The Last Frontier is a 1986 American-Australian television miniseries starring Linda Evans, Jack Thompson and Jason Robards.

Plot
Kate Adamson (Linda Evans) is a struggling single mother from Los Angeles.  She meets and falls in love with Australian cattle station owner Tom Hannon (Tony Bonner) who is visiting America on business.  The couple marry after a whirlwind two week courtship.  Tom leaves for Australia and Kate agrees to follow a week later.  Her two children Tina and Marty are unenthusiastic about the move but are convinced by their mother to come along.
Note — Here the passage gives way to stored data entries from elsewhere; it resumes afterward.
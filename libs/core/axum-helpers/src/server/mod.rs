//! Router assembly, health endpoints and graceful shutdown.
//!
//! ```ignore
//! use axum_helpers::server::{create_production_app, create_router, health_router};
//!
//! let router = create_router::<ApiDoc>(api_routes).merge(health_router(app_info!()));
//! create_production_app(router, &config.server, async move { db.close().await.ok(); }).await?;
//! ```

pub mod app;
pub mod health;
pub mod shutdown;

pub use app::{create_production_app, create_router};
pub use health::{HealthCheckFuture, HealthResponse, health_router, run_health_checks};
pub use shutdown::{ShutdownCoordinator, shutdown_signal};
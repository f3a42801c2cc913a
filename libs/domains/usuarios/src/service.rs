use std::sync::Arc;
use validator::Validate;

use crate::error::{UserError, UserResult};
use crate::models::{CreateUser, RoleAssignment, User};
use crate::repository::UserRepository;

/// The only place with account policy: unique usernames and non-blank lookups
#[derive(Clone)]
pub struct UserService<R: UserRepository> {
    repository: Arc<R>,
}

impl<R: UserRepository> UserService<R> {
    pub fn new(repository: R) -> Self {
        Self {
            repository: Arc::new(repository),
        }
    }

    /// Create an account and link it to the assigned roles.
    ///
    /// Fails with [`UserError::DuplicateUsername`] before any write when the
    /// username is taken.
    pub async fn create_user(
        &self,
        input: CreateUser,
        assignments: Vec<RoleAssignment>,
    ) -> UserResult<User> {
        input
            .validate()
            .map_err(|e| UserError::Validation(e.to_string()))?;

        if self
            .repository
            .find_by_username(&input.username)
            .await?
            .is_some()
        {
            tracing::warn!(username = %input.username, "Username already exists");
            return Err(UserError::DuplicateUsername(input.username));
        }

        let roles = assignments.into_iter().map(|a| a.role).collect();
        let user = self.repository.save_with_roles(input.into(), roles).await?;

        tracing::info!(
            user_id = user.id,
            username = %user.username,
            role_count = user.roles.len(),
            "Created user"
        );
        Ok(user)
    }

    /// `Ok(None)` when no account has this username
    pub async fn get_user(&self, username: &str) -> UserResult<Option<User>> {
        if username.trim().is_empty() {
            return Err(UserError::InvalidUsername);
        }

        self.repository.find_by_username(username).await
    }

    pub async fn delete_user(&self, username: &str) -> UserResult<()> {
        if username.trim().is_empty() {
            return Err(UserError::InvalidUsername);
        }

        let user = self
            .repository
            .find_by_username(username)
            .await?
            .ok_or_else(|| UserError::NotFound(username.to_string()))?;

        // Lost a race with a concurrent delete
        if !self.repository.delete(user.id).await? {
            return Err(UserError::NotFound(username.to_string()));
        }

        tracing::info!(user_id = user.id, username, "Deleted user");
        Ok(())
    }
}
They arrive in the Northern Territory but Tom is not there to meet them.  Unaware that Tom has been killed in a plane crash on the way home from California, they make their way to Larapinta, Tom's cattle station near Alice Springs.  Their arrival comes as a shock to Tom's two young daughters Zoe and Emma who were not told of Tom's marriage (he wanted it to be a surprise).   Kate considers leaving but realizing that she has no money for a return trip she resolves to stay despite a desperate drought.

She is soon visited by Ed Stenning (Jason Robards) and his daughter Meg (Judy Morris).  Ed Stennings is a local land baron and the owner of Cutta Cutta, a huge station that borders Larapinta.  Stenning wants to incorporate Larapinta into his holdings and tries to force Kate to sell.  Her children want to sell and return to California but Tom's daughters insist that they stay on and keep the station going.  Kate also begins a relationship with Nick Stenning, Ed's estranged son.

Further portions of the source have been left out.